House Republicans in Florida are starting to crumble on blocking President Obama's request for Zika funding now that the state is ground zero for the mosquito-borne infection in the mainland US, and the fact that Congress is taking a nearly two month vacation after skipping town without approving any funding at all hasn't been lost on voters there. It's getting so bad now between the virus and Trump's scorched earth campaign to destroy the GOP that the Republican delegation from the Sunshine State wants House Speaker Paul Ryan to convene an emergency session to pass funding.
When Republicans left town this summer, they abandoned a billion-dollar Zika rescue package that had become mired in partisan infighting. But now some rank-and-file Florida Republicans — who represent scared constituents clamoring for Washington to do something — are pressuring their leaders to get a deal done, no matter what it takes.
Rep. Ileana Ros-Lehtinen (R-Fla.) asked Speaker Paul Ryan (R-Wis.) to convene an emergency session of Congress to pass a Zika bill immediately. Rep. Carlos Curbelo (R-Fla.) is worrying that Congress’ lack of action could cripple him in an already tough re-election battle. And a number of Florida Republicans, including Rep. Dennis Ross (R-Fla.), want their party to fully fund President Barack Obama's larger $1.9 billion Zika request.
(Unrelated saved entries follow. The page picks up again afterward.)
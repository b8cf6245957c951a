//! Build-time expansion of `${param}` and `$VAR` tokens.

use crate::location::{LocationKind, ResolvedLocation, RevisionSelector};
use regex::{Captures, Regex};
use serde::{Deserialize, Serialize};
use std::collections::BTreeMap;
use std::sync::LazyLock;
use tracing::trace;

static TOKEN: LazyLock<Regex> = LazyLock::new(|| {
    Regex::new(r"\$\{([^}]*)\}|\$([A-Za-z_][A-Za-z0-9_]*)").expect("static token regex")
});

/// Build parameters and agent environment visible at resolution time.
#[derive(Debug, Clone, Default, PartialEq, Eq, Serialize, Deserialize)]
pub struct ParameterContext {
    /// Build parameters; these shadow environment variables.
    #[serde(default)]
    pub parameters: BTreeMap<String, String>,
    /// Agent environment variables.
    #[serde(default)]
    pub environment: BTreeMap<String, String>,
}

impl ParameterContext {
    /// Empty context.
    #[must_use]
    pub fn new() -> Self {
        Self::default()
    }

    /// Add a build parameter.
    #[must_use]
    pub fn with_parameter(mut self, name: impl Into<String>, value: impl Into<String>) -> Self {
        self.parameters.insert(name.into(), value.into());
        self
    }

    /// Add an environment variable.
    #[must_use]
    pub fn with_env(mut self, name: impl Into<String>, value: impl Into<String>) -> Self {
        self.environment.insert(name.into(), value.into());
        self
    }

    /// Capture the current process environment.
    #[must_use]
    pub fn from_process_env() -> Self {
        Self {
            parameters: BTreeMap::new(),
            environment: std::env::vars().collect(),
        }
    }

    /// Look a name up, parameters first.
    #[must_use]
    pub fn lookup(&self, name: &str) -> Option<&str> {
        self.parameters
            .get(name)
            .or_else(|| self.environment.get(name))
            .map(String::as_str)
    }
}

/// Expands deferred expressions against a [`ParameterContext`].
///
/// Unbound tokens expand to the empty string. A tag selector whose name is
/// only an unbound token therefore resolves to a tag with an empty name,
/// which checks out like HEAD but is reported as a tag.
#[derive(Debug, Clone, Copy)]
pub struct ParameterResolver<'a> {
    context: &'a ParameterContext,
}

impl<'a> ParameterResolver<'a> {
    /// Create a resolver over `context`.
    #[must_use]
    pub const fn new(context: &'a ParameterContext) -> Self {
        Self { context }
    }

    /// Expand every token in `input`.
    #[must_use]
    pub fn expand(&self, input: &str) -> String {
        if !input.contains('$') {
            return input.to_string();
        }
        TOKEN
            .replace_all(input, |caps: &Captures<'_>| {
                let name = caps
                    .get(1)
                    .or_else(|| caps.get(2))
                    .map_or("", |m| m.as_str());
                match self.context.lookup(name) {
                    Some(value) => value.to_string(),
                    None => {
                        trace!(token = name, "unbound token expands to empty string");
                        String::new()
                    }
                }
            })
            .into_owned()
    }

    /// Resolve a selector. HEAD resolves to HEAD with an empty name.
    #[must_use]
    pub fn resolve(&self, selector: &RevisionSelector) -> ResolvedLocation {
        match selector {
            RevisionSelector::Head => ResolvedLocation::head(),
            RevisionSelector::Tag {
                name,
                use_head_if_not_found,
            } => ResolvedLocation {
                kind: LocationKind::Tag,
                name: self.expand(name),
                use_head_if_not_found: *use_head_if_not_found,
            },
            RevisionSelector::Branch {
                name,
                use_head_if_not_found,
            } => ResolvedLocation {
                kind: LocationKind::Branch,
                name: self.expand(name),
                use_head_if_not_found: *use_head_if_not_found,
            },
        }
    }
}

#[cfg(test)]
mod tests {
    use super::*;
    use pretty_assertions::assert_eq;
    use rstest::rstest;

    fn context() -> ParameterContext {
        ParameterContext::new()
            .with_parameter("cvsTag", "fooTag")
            .with_parameter("empty", "")
            .with_env("CVS_ENV_TEST", "fooBranch")
            .with_env("cvsTag", "shadowed")
    }

    #[rstest]
    #[case("fooTag", "fooTag")]
    #[case("${cvsTag}", "fooTag")]
    #[case("$CVS_ENV_TEST", "fooBranch")]
    #[case("${CVS_ENV_TEST}", "fooBranch")]
    #[case("pre-${cvsTag}-post", "pre-fooTag-post")]
    #[case("${missing}", "")]
    #[case("$MISSING", "")]
    #[case("${empty}", "")]
    #[case("no tokens", "no tokens")]
    fn expand(#[case] input: &str, #[case] expected: &str) {
        let ctx = context();
        assert_eq!(ParameterResolver::new(&ctx).expand(input), expected);
    }

    #[test]
    fn parameters_shadow_environment() {
        let ctx = context();
        assert_eq!(ctx.lookup("cvsTag"), Some("fooTag"));
    }

    #[test]
    fn parameterized_tag_matches_literal() {
        let ctx = context();
        let resolver = ParameterResolver::new(&ctx);
        assert_eq!(
            resolver.resolve(&RevisionSelector::tag("${cvsTag}", false)),
            resolver.resolve(&RevisionSelector::tag("fooTag", false)),
        );
    }

    #[test]
    fn empty_parameter_keeps_tag_kind() {
        let ctx = context();
        let loc = ParameterResolver::new(&ctx).resolve(&RevisionSelector::tag("${empty}", true));
        assert_eq!(loc.kind, LocationKind::Tag);
        assert_eq!(loc.name, "");
        assert!(loc.use_head_if_not_found);
    }

    #[test]
    fn head_resolves_to_head() {
        let ctx = ParameterContext::new();
        assert_eq!(
            ParameterResolver::new(&ctx).resolve(&RevisionSelector::Head),
            ResolvedLocation::head()
        );
    }
}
Since Congress split town in mid-July, the mosquito-borne virus situation has worsened: The first locally transmitted cases in Florida appeared at the end of July, with infections there now totaling more than 400 cases (though most were transmitted by people who had traveled abroad). On Thursday, Florida newspapers reported that parts of Miami beach had been infected. And last Friday, the White House declared a public health emergency in Puerto Rico, projecting 25 percent of residents will likely contract Zika this year — all just a few miles from Florida’s sandy coasts.
“I don’t care how it gets passed, it just needs to get passed,” Curbelo said in a phone interview Wednesday. “There is so much anger and frustration in our country because most Americans feel they cannot count on the government to do very simple things… Congress has to show competence — and funding a response to a serious public health threat seems to me a very simple stand for ‘competence.'"
Now Rep. Curbelo especially is not a Trump fan, and I'm betting he's seeing some pretty worrying numbers from his district, where he narrowly won 2 years ago against Joe Garcia. Charlie Cook has Curbelo's district, Florida's 26th, as dead even on the partisan scale and a toss-up in November.
So suddenly, Carlos Curbelo is worried about Zika, and he now knows that blaming the Democrats while the Republicans control both the House and Senate isn't going to fly with voters in southwest Miami-Dade County, the southern tip of Florida, and the Keys where Zika (and its effect on pregnant women and tourism) is starting to become a problem.
The House isn't going to reconvene until after Labor Day, and they have 4 weeks to get a Zika funding bill passed, otherwise I'm betting strongly that Carlos Cubelo will be kicked to, well, the curb, and rightfully so.